A busca por respostas

Dalvanira Lima, Psicanalista

29 de outubro de 2017

Mais uma vez a perplexidade toma conta da opinião pública diante de um caso de violência como o que aconteceu recentemente numa escola de ensino fundamental em Goiás. Um garoto de 14 anos, armado com uma pistola .40, tirou a vida de dois colegas de classe e feriu mais quatro.

Como sempre acontece em casos similares, fervilham as buscas de razões que, de alguma forma, expliquem o que levaria uma pessoa, no caso um adolescente, a cometer um ato de tal magnitude. No rol dessas justificativas sempre está a responsabilização dos pais por não terem propiciado ao filho o suporte emocional necessário para que ele pudesse lidar com os desafios inerentes ao convício social. Nesse caso não foi diferente.

Quando li nos jornais uma declaração nesse sentido, de imediato, lembrei-me do livro “O acerto de contas de uma mãe”, de Sue Klebold, mãe de Dylan Klebold, um dos dois garotos que participaram do tiroteio na Escola de Ensino Médio de Columbine, nos EUA, em abril de 1999. Armados com pistolas e explosivos mataram doze alunos, um professor e deixaram vinte quatro alunos feridos para, em seguida, suicidaram-se.

 

Dylan Klebold e Eric Harris

O livro, publicado em 2016, traz o relato de uma mãe que não ficou um único dia, após aquela tragédia, sem se perguntar “Por que meu filho cometeu esse ato e o que poderíamos ter feito para impedi-lo?”.

A busca dessas respostas norteia a narrativa do livro e funciona como a montagem de um quebra cabeças que, se de um lado, oferece uma melhor compreensão do caso; por outro, reúne os cacos de uma mulher despedaçada pela tragédia.
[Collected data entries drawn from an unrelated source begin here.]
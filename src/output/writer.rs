//! Generated file materialization.
//!
//! # Layout
//!
//! ```text
//! <output_dir>/v1_3/
//! ├── mod.rs      index: `pub mod dom; pub use dom::*;` per domain
//! ├── dom.rs      banner, module docs, `use super::*;`, imports, body
//! └── page.rs
//! ```
//!
//! Each file is written to a temporary sibling and renamed into place, so a
//! file is either complete or absent.

// ============================================================================
// Imports
// ============================================================================

use std::fs;
use std::path::{Path, PathBuf};

use tracing::debug;

use crate::codegen::naming::module_ident;
use crate::codegen::{CodeWriter, DomainUnit};
use crate::error::{Error, Result};

use super::formatter::Formatter;

// ============================================================================
// Constants
// ============================================================================

/// Index file of a version directory.
pub const INDEX_FILE: &str = "mod.rs";

/// Lints generated code is exempt from.
const INDEX_ALLOW: &str = "#![allow(non_camel_case_types, non_snake_case, clippy::all, dead_code, unused_imports)]";

// ============================================================================
// IndexEntry
// ============================================================================

/// One domain listed in the index.
#[derive(Debug, Clone, PartialEq, Eq)]
pub struct IndexEntry {
    /// Schema name of the domain.
    pub domain: String,
    /// File stem of the domain module.
    pub module: String,
}

impl From<&DomainUnit> for IndexEntry {
    fn from(unit: &DomainUnit) -> Self {
        Self {
            domain: unit.domain.clone(),
            module: unit.module.clone(),
        }
    }
}

// ============================================================================
// FileWriter
// ============================================================================

/// Writes the files of one version directory.
#[derive(Debug, Clone)]
pub struct FileWriter {
    dir: PathBuf,
    version: String,
    runtime_path: String,
    formatter: Option<Formatter>,
}

impl FileWriter {
    /// Creates a writer for `dir`.
    ///
    /// `version` is the protocol version tag quoted in file banners.
    #[must_use]
    pub fn new(
        dir: impl Into<PathBuf>,
        version: impl Into<String>,
        runtime_path: impl Into<String>,
        formatter: Option<Formatter>,
    ) -> Self {
        Self {
            dir: dir.into(),
            version: version.into(),
            runtime_path: runtime_path.into(),
            formatter,
        }
    }

    /// Returns the version directory.
    #[inline]
    #[must_use]
    pub fn dir(&self) -> &Path {
        &self.dir
    }

    /// Creates the version directory.
    ///
    /// # Errors
    ///
    /// Returns [`Error::Write`] if the directory cannot be created.
    pub fn prepare(&self) -> Result<()> {
        fs::create_dir_all(&self.dir).map_err(|e| Error::write(&self.dir, e))
    }

    /// Renders the complete text of a domain file.
    #[must_use]
    pub fn render_domain(&self, unit: &DomainUnit) -> String {
        let mut w = CodeWriter::new();
        self.banner(&mut w);
        w.blank();

        if unit.description.is_some() || unit.experimental {
            w.inner_doc(unit.description.as_deref(), unit.experimental);
            w.blank();
        }

        w.line("use super::*;");
        let imports = unit.capabilities.imports(&self.runtime_path);
        if !imports.is_empty() {
            w.blank();
            for import in imports {
                w.line(import);
            }
        }
        w.blank();

        let mut text = w.finish();
        text.push_str(unit.body.trim_end());
        text.push('\n');
        text
    }

    /// Renders the index listing `entries` in order.
    #[must_use]
    pub fn render_index(&self, entries: &[IndexEntry]) -> String {
        let mut w = CodeWriter::new();
        self.banner(&mut w);
        w.blank();
        w.line(format!("//! Protocol version {}.", self.version));
        w.blank();
        w.line(INDEX_ALLOW);

        for entry in entries {
            let ident = module_ident(&entry.module);
            w.blank();
            w.line(format!("/// `{}` domain.", entry.domain));
            w.line(format!("pub mod {ident};"));
            w.line(format!("pub use {ident}::*;"));
        }

        w.finish()
    }

    /// Writes and formats the file for one domain.
    ///
    /// # Errors
    ///
    /// - [`Error::Write`] if the file cannot be written
    /// - [`Error::FormatterFailed`] if the formatter rejects it
    pub fn write_domain(&self, unit: &DomainUnit) -> Result<PathBuf> {
        let path = self.dir.join(format!("{}.rs", unit.module));
        self.write_file(&path, &self.render_domain(unit))?;
        Ok(path)
    }

    /// Writes and formats the index.
    ///
    /// # Errors
    ///
    /// - [`Error::Write`] if the file cannot be written
    /// - [`Error::FormatterFailed`] if the formatter rejects it
    pub fn write_index(&self, entries: &[IndexEntry]) -> Result<PathBuf> {
        let path = self.dir.join(INDEX_FILE);
        self.write_file(&path, &self.render_index(entries))?;
        Ok(path)
    }

    fn banner(&self, w: &mut CodeWriter) {
        w.line(format!(
            "// Code generated by devtools-protogen from protocol version {}. DO NOT EDIT.",
            self.version
        ));
    }

    fn write_file(&self, path: &Path, contents: &str) -> Result<()> {
        let staging = path.with_extension("rs.tmp");
        fs::write(&staging, contents).map_err(|e| Error::write(&staging, e))?;
        fs::rename(&staging, path).map_err(|e| Error::write(path, e))?;
        debug!(path = %path.display(), bytes = contents.len(), "Wrote file");

        if let Some(formatter) = &self.formatter {
            formatter.run(path)?;
        }
        Ok(())
    }
}

// ============================================================================
// Tests
// ============================================================================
Na medida em que se avança na leitura, também somos levados a procurar as razões que levaram Dylan aquele desfecho trágico. O que ocorre, no entanto, é que a cada página, nos deparamos com a sensação de que, isoladas ou mesmo em conjunto, as razões parecem insuficientes para justificar seu ato.

Ainda que Sue Klebold não faça dessa narrativa um álibi para fugir da responsabilidade de mãe, seu livro nos leva a refletir sobre o grau de liberdade que tem um indivíduo na constituição de sua subjetividade a partir do que lhe é oferecido no ambiente familiar.

O relato e a pesquisa minuciosa realizada por Sue ao longo de dezesseis anos até a publicação do livro, nos convida a sermos mais cautelosos quanto às explicações simplificadoras a respeito de casos como este, ainda que venham dos chamados “especialistas” e, principalmente, quando as justificativas visam apontar culpados.

Sue Klebold. O acerto de contas de uma mãe – A vida após a tragédia de Columbine. Tradução: Ana Paula Doherty. Editora Versus, 2016.